New Year’s Eve – December 31, 2003

In Nomine Iesu

Pastor Thomas L. Rank

Text: Hebrews 13:8-15

Jesus Christ is the same yesterday, today, and forever. 9 Do not be carried about with various and strange doctrines. For it is good that the heart be established by grace, not with foods which have not profited those who have been occupied with them. 10 We have an altar from which those who serve the tabernacle have no right to eat. 11 For the bodies of those animals, whose blood is brought into the sanctuary by the high priest for sin, are burned outside the camp. 12 Therefore Jesus also, that He might sanctify the people with His own blood, suffered outside the gate. 13 Therefore let us go forth to Him, outside the camp, bearing His reproach. 14 For here we have no continuing city, but we seek the one to come. 15 Therefore by Him let us continually offer the sacrifice of praise to God, that is, the fruit of our lips, giving thanks to His name.

Dear fellow redeemed in Christ,

What’s one of the best things you can say to an old friend you haven’t seen in years? “My, you haven’t changed a bit.” It’s nice to hear, and when we say it we’re not deliberately lying to someone. But in reality it isn’t true. We do change over time, even if just a little to begin with.

As we see another year passing us by this evening, it is not hard to spot the changes that happened this past year. For those of us with young children, we saw many changes in them: for example in size and the ability to communicate. If you hadn’t seem some of your younger relatives for awhile, you may have been amazed at how much they had grown this past year. Each of us also can see in ourselves many changes: some good, some not so good. But the fact remains that as each year goes by change occurs. In people, in the land, in the size of cities and towns, in the world around us: politically and physically.

Because of the process of change which is so familiar to us, it is good to take careful notice of the fact that the author of Hebrews teaches us: “Jesus Christ is the same, yesterday, today, and forever.” This unchangeableness of Jesus is about both His divine nature, that is, the fact that He is true God, and also about His teaching. He does not change, and we are warned: “do not be carried about with various and strange doctrines.”

In a world that is filled with change and the subsequent instability it brings, the Christian Church is blessed to announce to the world the truth that our Savior, the Lord Jesus Christ, is the Rock, the stable foundation on which we truly can build our hope for this life and for eternal life. As we heard: “here we have no continuing city, but we seek the one to come.” Our efforts finally will not keep us from leaving this world. Therefore we seek that which is to come, the New Jerusalem, the heavenly mansions, the promised eternity with the living God, through our Savior Jesus Christ.

Why should stability and unchangeableness be desired by us? Well, let us look at why we are changing each day. Isn’t it because of the fact that each day we age, and each day we come closer the grave? We change physically in ways that start off good, but soon become detrimental. The bodies we have here and now will not last. The process of death is at work within us – it is change from life to death. This is something we cannot escape. We see this type of change in people of all times and all places. When we find ancient civilizations what do they all have in common? The people are all dead, all that’s left is bones. In the hymn, “Abide with Me,” one of the verses states it this way: “change and decay in all around I see, oh Thou who changest not, abide with me.” (ELH 561:2)

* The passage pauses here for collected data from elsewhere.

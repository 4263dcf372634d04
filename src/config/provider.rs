//! Named-setting providers used to override [`EngineConfig`](super::EngineConfig) fields

use super::ConfigError;
use humantime_serde::re::humantime;
use std::collections::HashMap;
use std::time::Duration;

/// Source of named settings such as `memory.warn_threshold_percent`
pub trait ConfigProvider: Send + Sync {
    /// Raw string value for a dotted setting name
    fn get(&self, key: &str) -> Option<String>;

    fn get_f64(&self, key: &str) -> Result<Option<f64>, ConfigError> {
        self.get(key).map(|v| parse(key, &v)).transpose()
    }

    fn get_u64(&self, key: &str) -> Result<Option<u64>, ConfigError> {
        self.get(key).map(|v| parse(key, &v)).transpose()
    }

    fn get_usize(&self, key: &str) -> Result<Option<usize>, ConfigError> {
        self.get(key).map(|v| parse(key, &v)).transpose()
    }

    fn get_bool(&self, key: &str) -> Result<Option<bool>, ConfigError> {
        self.get(key)
            .map(|v| match v.trim().to_ascii_lowercase().as_str() {
                "1" | "true" | "yes" | "on" => Ok(true),
                "0" | "false" | "no" | "off" => Ok(false),
                _ => Err(invalid(key, &v)),
            })
            .transpose()
    }

    /// Durations accept humantime strings (`"250ms"`, `"5m"`) or bare milliseconds
    fn get_duration(&self, key: &str) -> Result<Option<Duration>, ConfigError> {
        self.get(key)
            .map(|v| {
                let trimmed = v.trim();
                if let Ok(ms) = trimmed.parse::<u64>() {
                    return Ok(Duration::from_millis(ms));
                }
                humantime::parse_duration(trimmed).map_err(|_| invalid(key, &v))
            })
            .transpose()
    }
}

fn parse<T: std::str::FromStr>(key: &str, value: &str) -> Result<T, ConfigError> {
    value.trim().parse::<T>().map_err(|_| invalid(key, value))
}

fn invalid(key: &str, value: &str) -> ConfigError {
    ConfigError::InvalidValue {
        key: key.to_string(),
        value: value.to_string(),
    }
}

/// In-memory settings table
#[derive(Debug, Clone, Default)]
pub struct MapConfigProvider {
    values: HashMap<String, String>,
}

impl MapConfigProvider {
    pub fn new() -> Self {
        Self::default()
    }

    pub fn from_pairs<K, V, I>(pairs: I) -> Self
    where
        K: Into<String>,
        V: Into<String>,
        I: IntoIterator<Item = (K, V)>,
    {
        Self {
            values: pairs
                .into_iter()
                .map(|(k, v)| (k.into(), v.into()))
                .collect(),
        }
    }

    pub fn set(&mut self, key: impl Into<String>, value: impl Into<String>) {
        self.values.insert(key.into(), value.into());
    }
}

impl ConfigProvider for MapConfigProvider {
    fn get(&self, key: &str) -> Option<String> {
        self.values.get(key).cloned()
    }
}

/// Reads `PREFIX_SECTION__FIELD` environment variables.
///
/// `memory.warn_threshold_percent` is looked up as
/// `BATCHWISE_MEMORY__WARN_THRESHOLD_PERCENT` with the default prefix.
#[derive(Debug, Clone)]
pub struct EnvConfigProvider {
    prefix: String,
}

impl EnvConfigProvider {
    pub fn new(prefix: impl Into<String>) -> Self {
        Self {
            prefix: prefix.into(),
        }
    }

    pub fn variable_name(&self, key: &str) -> String {
        format!(
            "{}_{}",
            self.prefix,
            key.replace('.', "__").to_ascii_uppercase()
        )
    }
}

impl Default for EnvConfigProvider {
    fn default() -> Self {
        Self::new("BATCHWISE")
    }
}

impl ConfigProvider for EnvConfigProvider {
    fn get(&self, key: &str) -> Option<String> {
        std::env::var(self.variable_name(key)).ok()
    }
}

#[cfg(test)]
mod tests {
    use super::*;

    #[test]
    fn test_typed_getters() {
        let provider = MapConfigProvider::from_pairs([
            ("a", "1.5"),
            ("b", "42"),
            ("c", "yes"),
            ("d", "250ms"),
            ("e", "1500"),
        ]);

        assert_eq!(provider.get_f64("a").unwrap(), Some(1.5));
        assert_eq!(provider.get_u64("b").unwrap(), Some(42));
        assert_eq!(provider.get_bool("c").unwrap(), Some(true));
        assert_eq!(
            provider.get_duration("d").unwrap(),
            Some(Duration::from_millis(250))
        );
        assert_eq!(
            provider.get_duration("e").unwrap(),
            Some(Duration::from_millis(1500))
        );
        assert_eq!(provider.get_u64("missing").unwrap(), None);
    }

    #[test]
    fn test_bool_rejects_garbage() {
        let provider = MapConfigProvider::from_pairs([("flag", "maybe")]);
        assert!(provider.get_bool("flag").is_err());
    }

    #[test]
    fn test_env_variable_name_mapping() {
        let provider = EnvConfigProvider::default();
        assert_eq!(
            provider.variable_name("memory.warn_threshold_percent"),
            "BATCHWISE_MEMORY__WARN_THRESHOLD_PERCENT"
        );
    }

    #[test]
    fn test_env_provider_reads_process_environment() {
        let provider = EnvConfigProvider::new("BATCHWISE_TEST_ENV_PROVIDER");
        std::env::set_var(
            "BATCHWISE_TEST_ENV_PROVIDER_BATCH__MIN_BATCH_SIZE",
            "7",
        );
        assert_eq!(provider.get_usize("batch.min_batch_size").unwrap(), Some(7));
        std::env::remove_var("BATCHWISE_TEST_ENV_PROVIDER_BATCH__MIN_BATCH_SIZE");
    }
}
use super::RetryPolicy;
use crate::config::RetrySettings;
use rand::Rng;
use std::time::Duration;

/// Engine-wide bounds applied to every policy
#[derive(Debug, Clone, Copy, PartialEq, Eq)]
pub struct BackoffLimits {
    pub global_max_delay: Duration,
    pub jitter_max: Duration,
}

impl BackoffLimits {
    pub fn from_settings(settings: &RetrySettings) -> Self {
        Self {
            global_max_delay: settings.global_max_delay,
            jitter_max: settings.jitter_max,
        }
    }
}

impl Default for BackoffLimits {
    fn default() -> Self {
        Self::from_settings(&RetrySettings::default())
    }
}

/// Delay before retry `attempt` (1-based):
/// `min(max_delay, global_max_delay, base_delay * factor^(attempt-1) + jitter)`.
///
/// `jitter` is supplied by the caller so the result depends only on the
/// arguments. Factors below 1.0 are treated as 1.0, so delays never shrink
/// as attempts grow.
pub fn compute_delay(
    attempt: u32,
    policy: &RetryPolicy,
    limits: &BackoffLimits,
    jitter: Duration,
) -> Duration {
    let cap = policy.max_delay.min(limits.global_max_delay);
    let exponent = attempt.saturating_sub(1).min(1023) as i32;
    let factor = if policy.backoff_factor.is_finite() {
        policy.backoff_factor.max(1.0)
    } else {
        1.0
    };

    let raw_secs = policy.base_delay.as_secs_f64() * factor.powi(exponent);
    if !raw_secs.is_finite() || raw_secs >= cap.as_secs_f64() {
        return cap;
    }

    let effective_jitter = if policy.jitter_enabled {
        jitter.min(limits.jitter_max)
    } else {
        Duration::ZERO
    };

    match Duration::try_from_secs_f64(raw_secs) {
        Ok(raw) => raw.saturating_add(effective_jitter).min(cap),
        Err(_) => cap,
    }
}

/// Draws jitter and delegates to [`compute_delay`]
#[derive(Debug, Clone, Default)]
pub struct BackoffCalculator {
    limits: BackoffLimits,
}

impl BackoffCalculator {
    pub fn new(limits: BackoffLimits) -> Self {
        Self { limits }
    }

    pub fn limits(&self) -> &BackoffLimits {
        &self.limits
    }

    pub fn delay_for(&self, attempt: u32, policy: &RetryPolicy) -> Duration {
        let jitter = if policy.jitter_enabled {
            self.sample_jitter()
        } else {
            Duration::ZERO
        };
        compute_delay(attempt, policy, &self.limits, jitter)
    }

    fn sample_jitter(&self) -> Duration {
        let max_ms = self.limits.jitter_max.as_millis() as u64;
        if max_ms == 0 {
            return Duration::ZERO;
        }
        let mut rng = rand::rng();
        Duration::from_millis(rng.random_range(0..=max_ms))
    }
}
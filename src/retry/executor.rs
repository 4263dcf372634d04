//! Retry loop for operations that want the engine to drive retries

use super::{BackoffCalculator, RetryPolicy};
use crate::error::ItemError;
use std::fmt::Display;
use std::future::Future;
use std::sync::Arc;
use std::time::Duration;
use tokio::sync::RwLock;
use tracing::{debug, info, warn};

/// Errors that can say whether another attempt could succeed
pub trait Retryable {
    fn is_retryable(&self) -> bool;
}

impl Retryable for ItemError {
    fn is_retryable(&self) -> bool {
        self.kind.is_retryable()
    }
}

impl Retryable for anyhow::Error {
    fn is_retryable(&self) -> bool {
        match self.downcast_ref::<ItemError>() {
            Some(item) => item.is_retryable(),
            None => true,
        }
    }
}

/// Why a retry loop stopped without success
#[derive(Debug, Clone, Copy, PartialEq, Eq)]
pub enum RetryTermination {
    /// Policy had `max_attempts == 0`; the operation ran once
    Disabled,
    /// The error was flagged as not worth retrying
    NonRetryable,
    /// All attempts were used
    Exhausted,
}

/// Retry metrics for observability
#[derive(Debug, Clone, Default)]
pub struct RetryMetrics {
    pub total_attempts: u32,
    pub successful_operations: u32,
    pub failed_operations: u32,
    pub retries: Vec<(u32, Duration)>,
    pub last_termination: Option<RetryTermination>,
}

impl RetryMetrics {
    fn record_success(&mut self, attempts: u32) {
        self.total_attempts += attempts;
        self.successful_operations += 1;
    }

    fn record_failure(&mut self, attempts: u32, termination: RetryTermination) {
        self.total_attempts += attempts;
        self.failed_operations += 1;
        self.last_termination = Some(termination);
    }

    fn record_retry(&mut self, attempt: u32, delay: Duration) {
        self.retries.push((attempt, delay));
    }
}

/// Runs an operation under a [`RetryPolicy`]
#[derive(Clone)]
pub struct RetryExecutor {
    calculator: BackoffCalculator,
    metrics: Arc<RwLock<RetryMetrics>>,
}

impl RetryExecutor {
    pub fn new(calculator: BackoffCalculator) -> Self {
        Self {
            calculator,
            metrics: Arc::new(RwLock::new(RetryMetrics::default())),
        }
    }

    /// Execute `operation`, retrying retryable failures with backoff
    pub async fn execute_with_retry<F, Fut, T, E>(
        &self,
        policy: &RetryPolicy,
        operation: F,
        context: &str,
    ) -> Result<T, E>
    where
        F: Fn() -> Fut,
        Fut: Future<Output = Result<T, E>>,
        E: Retryable + Display,
    {
        let mut attempt = 0;

        loop {
            attempt += 1;

            match operation().await {
                Ok(value) => {
                    if attempt > 1 {
                        debug!("{} succeeded on attempt {}", context, attempt);
                    }
                    self.metrics.write().await.record_success(attempt);
                    return Ok(value);
                }
                Err(err) => {
                    if policy.is_disabled() {
                        self.metrics
                            .write()
                            .await
                            .record_failure(attempt, RetryTermination::Disabled);
                        return Err(err);
                    }

                    if !err.is_retryable() {
                        warn!("Non-retryable failure in {}: {}", context, err);
                        self.metrics
                            .write()
                            .await
                            .record_failure(attempt, RetryTermination::NonRetryable);
                        return Err(err);
                    }

                    if !policy.allows_another(attempt) {
                        warn!(
                            "Retries exhausted for {} after {} attempts: {}",
                            context, attempt, err
                        );
                        self.metrics
                            .write()
                            .await
                            .record_failure(attempt, RetryTermination::Exhausted);
                        return Err(err);
                    }

                    let delay = self.calculator.delay_for(attempt, policy);
                    info!(
                        "Retrying {} (attempt {}/{}) after {:?}: {}",
                        context, attempt, policy.max_attempts, delay, err
                    );
                    tokio::time::sleep(delay).await;
                    self.metrics.write().await.record_retry(attempt, delay);
                }
            }
        }
    }

    pub async fn metrics(&self) -> RetryMetrics {
        self.metrics.read().await.clone()
    }
}

impl Default for RetryExecutor {
    fn default() -> Self {
        Self::new(BackoffCalculator::default())
    }
}
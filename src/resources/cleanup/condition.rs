//! Picks which cleanup variant, if any, the current state calls for

use crate::config::CleanupConfig;
use serde::{Deserialize, Serialize};
use std::fmt;
use std::time::Duration;

/// Inputs to condition evaluation
#[derive(Debug, Clone, Copy, PartialEq)]
pub struct CleanupSignals {
    pub memory_usage_percent: f64,
    pub cache_bytes: u64,
    pub cache_entries: usize,
    pub stale_entries: usize,
    pub since_last_cleanup: Duration,
    /// Cache hit ratio; `None` when there is no lookup history yet
    pub performance_score: Option<f64>,
}

impl CleanupSignals {
    pub fn stale_ratio(&self) -> f64 {
        if self.cache_entries == 0 {
            0.0
        } else {
            self.stale_entries as f64 / self.cache_entries as f64
        }
    }
}

/// Matching condition, listed from highest to lowest priority
#[derive(Debug, Clone, Copy, PartialEq, Eq, PartialOrd, Ord, Hash, Serialize, Deserialize)]
#[serde(rename_all = "snake_case")]
pub enum CleanupCondition {
    MemoryCritical,
    SizeExcessive,
    StaleRatioHigh,
    Scheduled,
    PerformanceLow,
    None,
}

/// Cleanup flavour a condition maps to
#[derive(Debug, Clone, Copy, PartialEq, Eq, Serialize, Deserialize)]
#[serde(rename_all = "snake_case")]
pub enum CleanupVariant {
    Emergency,
    Maintenance,
    TimeBased,
}

impl CleanupCondition {
    pub fn variant(&self) -> Option<CleanupVariant> {
        match self {
            CleanupCondition::MemoryCritical => Some(CleanupVariant::Emergency),
            CleanupCondition::SizeExcessive
            | CleanupCondition::StaleRatioHigh
            | CleanupCondition::PerformanceLow => Some(CleanupVariant::Maintenance),
            CleanupCondition::Scheduled => Some(CleanupVariant::TimeBased),
            CleanupCondition::None => None,
        }
    }
}

impl fmt::Display for CleanupVariant {
    fn fmt(&self, f: &mut fmt::Formatter<'_>) -> fmt::Result {
        let s = match self {
            CleanupVariant::Emergency => "emergency",
            CleanupVariant::Maintenance => "maintenance",
            CleanupVariant::TimeBased => "time_based",
        };
        f.write_str(s)
    }
}

impl fmt::Display for CleanupCondition {
    fn fmt(&self, f: &mut fmt::Formatter<'_>) -> fmt::Result {
        let s = match self {
            CleanupCondition::MemoryCritical => "memory_critical",
            CleanupCondition::SizeExcessive => "size_excessive",
            CleanupCondition::StaleRatioHigh => "stale_ratio_high",
            CleanupCondition::Scheduled => "scheduled",
            CleanupCondition::PerformanceLow => "performance_low",
            CleanupCondition::None => "none",
        };
        f.write_str(s)
    }
}

/// Highest-priority condition matched by `signals`
pub fn evaluate_conditions(
    signals: &CleanupSignals,
    config: &CleanupConfig,
    critical_threshold_percent: f64,
) -> CleanupCondition {
    if signals.memory_usage_percent >= critical_threshold_percent {
        return CleanupCondition::MemoryCritical;
    }
    if signals.cache_bytes > config.max_cache_bytes {
        return CleanupCondition::SizeExcessive;
    }
    if signals.cache_entries > 0 && signals.stale_ratio() >= config.stale_ratio_threshold {
        return CleanupCondition::StaleRatioHigh;
    }
    if signals.since_last_cleanup >= config.cleanup_interval {
        return CleanupCondition::Scheduled;
    }
    if let Some(score) = signals.performance_score {
        if score < config.min_performance_score {
            return CleanupCondition::PerformanceLow;
        }
    }
    CleanupCondition::None
}

#[cfg(test)]
mod tests {
    use super::*;

    fn calm() -> CleanupSignals {
        CleanupSignals {
            memory_usage_percent: 20.0,
            cache_bytes: 1024,
            cache_entries: 10,
            stale_entries: 0,
            since_last_cleanup: Duration::from_secs(1),
            performance_score: Some(0.9),
        }
    }

    fn eval(signals: &CleanupSignals) -> CleanupCondition {
        evaluate_conditions(signals, &CleanupConfig::default(), 90.0)
    }

    #[test]
    fn test_calm_state_needs_nothing() {
        assert_eq!(eval(&calm()), CleanupCondition::None);
        assert_eq!(CleanupCondition::None.variant(), None);
    }

    #[test]
    fn test_each_condition_in_isolation() {
        let mut s = calm();
        s.performance_score = Some(0.1);
        assert_eq!(eval(&s), CleanupCondition::PerformanceLow);

        let mut s = calm();
        s.since_last_cleanup = Duration::from_secs(3600);
        assert_eq!(eval(&s), CleanupCondition::Scheduled);

        let mut s = calm();
        s.stale_entries = 5;
        assert_eq!(eval(&s), CleanupCondition::StaleRatioHigh);

        let mut s = calm();
        s.cache_bytes = u64::MAX;
        assert_eq!(eval(&s), CleanupCondition::SizeExcessive);

        let mut s = calm();
        s.memory_usage_percent = 93.0;
        assert_eq!(eval(&s), CleanupCondition::MemoryCritical);
    }

    #[test]
    fn test_priority_order_when_everything_matches() {
        let mut s = CleanupSignals {
            memory_usage_percent: 99.0,
            cache_bytes: u64::MAX,
            cache_entries: 10,
            stale_entries: 10,
            since_last_cleanup: Duration::from_secs(86_400),
            performance_score: Some(0.0),
        };
        assert_eq!(eval(&s), CleanupCondition::MemoryCritical);
        s.memory_usage_percent = 10.0;
        assert_eq!(eval(&s), CleanupCondition::SizeExcessive);
        s.cache_bytes = 0;
        assert_eq!(eval(&s), CleanupCondition::StaleRatioHigh);
        s.stale_entries = 0;
        assert_eq!(eval(&s), CleanupCondition::Scheduled);
        s.since_last_cleanup = Duration::ZERO;
        assert_eq!(eval(&s), CleanupCondition::PerformanceLow);
    }

    #[test]
    fn test_variants() {
        assert_eq!(
            CleanupCondition::MemoryCritical.variant(),
            Some(CleanupVariant::Emergency)
        );
        assert_eq!(
            CleanupCondition::Scheduled.variant(),
            Some(CleanupVariant::TimeBased)
        );
        assert_eq!(
            CleanupCondition::StaleRatioHigh.variant(),
            Some(CleanupVariant::Maintenance)
        );
    }
}
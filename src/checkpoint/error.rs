use crate::retry::Retryable;
use std::path::PathBuf;
use thiserror::Error;

#[derive(Error, Debug)]
pub enum CheckpointError {
    #[error("Checkpoint I/O failed at {path}: {source}")]
    Io {
        path: PathBuf,
        #[source]
        source: std::io::Error,
    },

    #[error("Checkpoint at {location} is corrupt: {source}")]
    Corrupt {
        location: String,
        #[source]
        source: serde_json::Error,
    },

    #[error("Could not serialize checkpoint for {entity}: {source}")]
    Serialize {
        entity: String,
        #[source]
        source: serde_json::Error,
    },

    /// Saving would move the checkpoint backwards
    #[error(
        "Checkpoint for {entity} would regress from batch #{saved} to batch #{attempted}"
    )]
    Regression {
        entity: String,
        saved: u64,
        attempted: u64,
    },

    #[error("Checkpoint store unavailable: {0}")]
    Unavailable(String),
}

impl Retryable for CheckpointError {
    fn is_retryable(&self) -> bool {
        matches!(self, CheckpointError::Io { .. } | CheckpointError::Unavailable(_))
    }
}
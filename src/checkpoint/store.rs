//! Persistence backends for recovery state

use super::error::CheckpointError;
use super::types::RecoveryState;
use async_trait::async_trait;
use sha2::{Digest, Sha256};
use std::collections::HashMap;
use std::path::{Path, PathBuf};
use tokio::fs;
use tokio::sync::RwLock;
use tracing::debug;

/// Key-value persistence for recovery state, keyed by entity and filters hash
#[async_trait]
pub trait CheckpointStore: Send + Sync {
    async fn load(
        &self,
        entity_name: &str,
        filters_hash: &str,
    ) -> Result<Option<RecoveryState>, CheckpointError>;

    async fn save(
        &self,
        entity_name: &str,
        filters_hash: &str,
        state: &RecoveryState,
    ) -> Result<(), CheckpointError>;

    /// Remove every checkpoint for `entity_name`, returning how many were removed
    async fn clear(&self, entity_name: &str) -> Result<usize, CheckpointError>;
}

/// Process-local store, mostly for tests and dry runs
#[derive(Default)]
pub struct MemoryCheckpointStore {
    states: RwLock<HashMap<(String, String), RecoveryState>>,
}

impl MemoryCheckpointStore {
    pub fn new() -> Self {
        Self::default()
    }

    pub async fn len(&self) -> usize {
        self.states.read().await.len()
    }

    pub async fn is_empty(&self) -> bool {
        self.states.read().await.is_empty()
    }
}

#[async_trait]
impl CheckpointStore for MemoryCheckpointStore {
    async fn load(
        &self,
        entity_name: &str,
        filters_hash: &str,
    ) -> Result<Option<RecoveryState>, CheckpointError> {
        let states = self.states.read().await;
        Ok(states
            .get(&(entity_name.to_string(), filters_hash.to_string()))
            .cloned())
    }

    async fn save(
        &self,
        entity_name: &str,
        filters_hash: &str,
        state: &RecoveryState,
    ) -> Result<(), CheckpointError> {
        self.states.write().await.insert(
            (entity_name.to_string(), filters_hash.to_string()),
            state.clone(),
        );
        Ok(())
    }

    async fn clear(&self, entity_name: &str) -> Result<usize, CheckpointError> {
        let mut states = self.states.write().await;
        let before = states.len();
        states.retain(|(entity, _), _| entity != entity_name);
        Ok(before - states.len())
    }
}

/// JSON files laid out as `<base>/<entity>/<filters hash>.json`.
///
/// Names outside `[A-Za-z0-9_-]` are rewritten and suffixed with a digest of
/// the original, so distinct entities never share a directory.
pub struct FileCheckpointStore {
    base_dir: PathBuf,
}

impl FileCheckpointStore {
    pub fn new(base_dir: impl Into<PathBuf>) -> Self {
        Self {
            base_dir: base_dir.into(),
        }
    }

    pub fn base_dir(&self) -> &Path {
        &self.base_dir
    }

    fn entity_dir(&self, entity_name: &str) -> PathBuf {
        self.base_dir.join(path_component(entity_name))
    }

    fn checkpoint_path(&self, entity_name: &str, filters_hash: &str) -> PathBuf {
        self.entity_dir(entity_name)
            .join(format!("{}.json", path_component(filters_hash)))
    }
}

fn is_plain(c: char) -> bool {
    c.is_ascii_alphanumeric() || c == '-' || c == '_'
}

/// Plain names pass through. Anything else becomes `<sanitized>.<digest>`;
/// the `.` cannot occur in a plain name, so the two forms never meet.
fn path_component(name: &str) -> String {
    if !name.is_empty() && name.chars().all(is_plain) {
        return name.to_string();
    }
    let sanitized: String = name
        .chars()
        .map(|c| if is_plain(c) { c } else { '_' })
        .collect();
    let digest = Sha256::digest(name.as_bytes());
    let suffix: String = digest[..8].iter().map(|b| format!("{b:02x}")).collect();
    format!("{sanitized}.{suffix}")
}

fn io_error(path: &Path, source: std::io::Error) -> CheckpointError {
    CheckpointError::Io {
        path: path.to_path_buf(),
        source,
    }
}

#[async_trait]
impl CheckpointStore for FileCheckpointStore {
    async fn load(
        &self,
        entity_name: &str,
        filters_hash: &str,
    ) -> Result<Option<RecoveryState>, CheckpointError> {
        let path = self.checkpoint_path(entity_name, filters_hash);
        let content = match fs::read_to_string(&path).await {
            Ok(content) => content,
            Err(e) if e.kind() == std::io::ErrorKind::NotFound => return Ok(None),
            Err(e) => return Err(io_error(&path, e)),
        };

        let state = serde_json::from_str(&content).map_err(|source| CheckpointError::Corrupt {
            location: path.display().to_string(),
            source,
        })?;
        Ok(Some(state))
    }

    async fn save(
        &self,
        entity_name: &str,
        filters_hash: &str,
        state: &RecoveryState,
    ) -> Result<(), CheckpointError> {
        let dir = self.entity_dir(entity_name);
        fs::create_dir_all(&dir)
            .await
            .map_err(|e| io_error(&dir, e))?;

        let path = self.checkpoint_path(entity_name, filters_hash);
        let temp_path = path.with_extension("tmp");

        let json =
            serde_json::to_string_pretty(state).map_err(|source| CheckpointError::Serialize {
                entity: entity_name.to_string(),
                source,
            })?;

        fs::write(&temp_path, json)
            .await
            .map_err(|e| io_error(&temp_path, e))?;
        fs::rename(&temp_path, &path)
            .await
            .map_err(|e| io_error(&path, e))?;

        debug!(
            "Wrote checkpoint {} (batch #{})",
            path.display(),
            state.last_batch_index
        );
        Ok(())
    }

    async fn clear(&self, entity_name: &str) -> Result<usize, CheckpointError> {
        let dir = self.entity_dir(entity_name);
        let mut entries = match fs::read_dir(&dir).await {
            Ok(entries) => entries,
            Err(e) if e.kind() == std::io::ErrorKind::NotFound => return Ok(0),
            Err(e) => return Err(io_error(&dir, e)),
        };

        let mut removed = 0;
        while let Some(entry) = entries.next_entry().await.map_err(|e| io_error(&dir, e))? {
            let path = entry.path();
            if path.extension().is_some_and(|ext| ext == "json") {
                fs::remove_file(&path)
                    .await
                    .map_err(|e| io_error(&path, e))?;
                removed += 1;
            }
        }
        Ok(removed)
    }
}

As we comprehend the deadly reason for change in us, the desire not to change increases in us. We do not want to change. Why is it that this time of year is a bonanza for weight loss clinics and programs? It is because we see our bodies change, and we don’t like it, so we want to put off, as long as we can, the change and decay that come to all. Now, on the one hand, it is a good use of our time to do that which is healthy for our bodies: eat healthy, exercise, and so on; on the other hand, we must know that such efforts only work for a brief time. Despite the advances of medicine, our bodies keep showing our age. The most beautiful actress of today will look different in 50 years: no matter how much money she spends, no matter how well her doctors do plastic surgery.

The predicament of all attempts to keep from looking old is that only the symptoms are treated. The underlying reason for our aging and the approach of death cannot be treated with silicon, botox, or the most careful surgery. This is true because our problem finally is not physical, but spiritual.

This is where the truth of Jesus Christ impacts us. He is the one who does not change, and He comes to us with the very help we need for our spiritual lives. Our spiritual death because of sin is reversed by the life and death of Jesus. By faith in our Savior we are re-born spiritually, with the promise of a new and glorious body in the life to come. Jesus took on the changes of this life. He went through our changes as He took on our human flesh and blood. By His perfect life and by His death as our Substitute Jesus has done what no surgery or medicine or diet or exercise can do: He changed us so that we will not change again. Our death has become the way by which this mortal puts on immortality, and this body that decays is changed for a body that will never decay. This is what is ours because of Jesus, as we believe the forgiveness He bought for us, by His own blood, suffering “outside the gate,” like the sacrificial animals of the Old Testament.

As we prepare for a new year, may God help us to prepare for the changes that come our way, as we cling to the One who does not change: Jesus Christ, the same yesterday, today, and forever. Amen.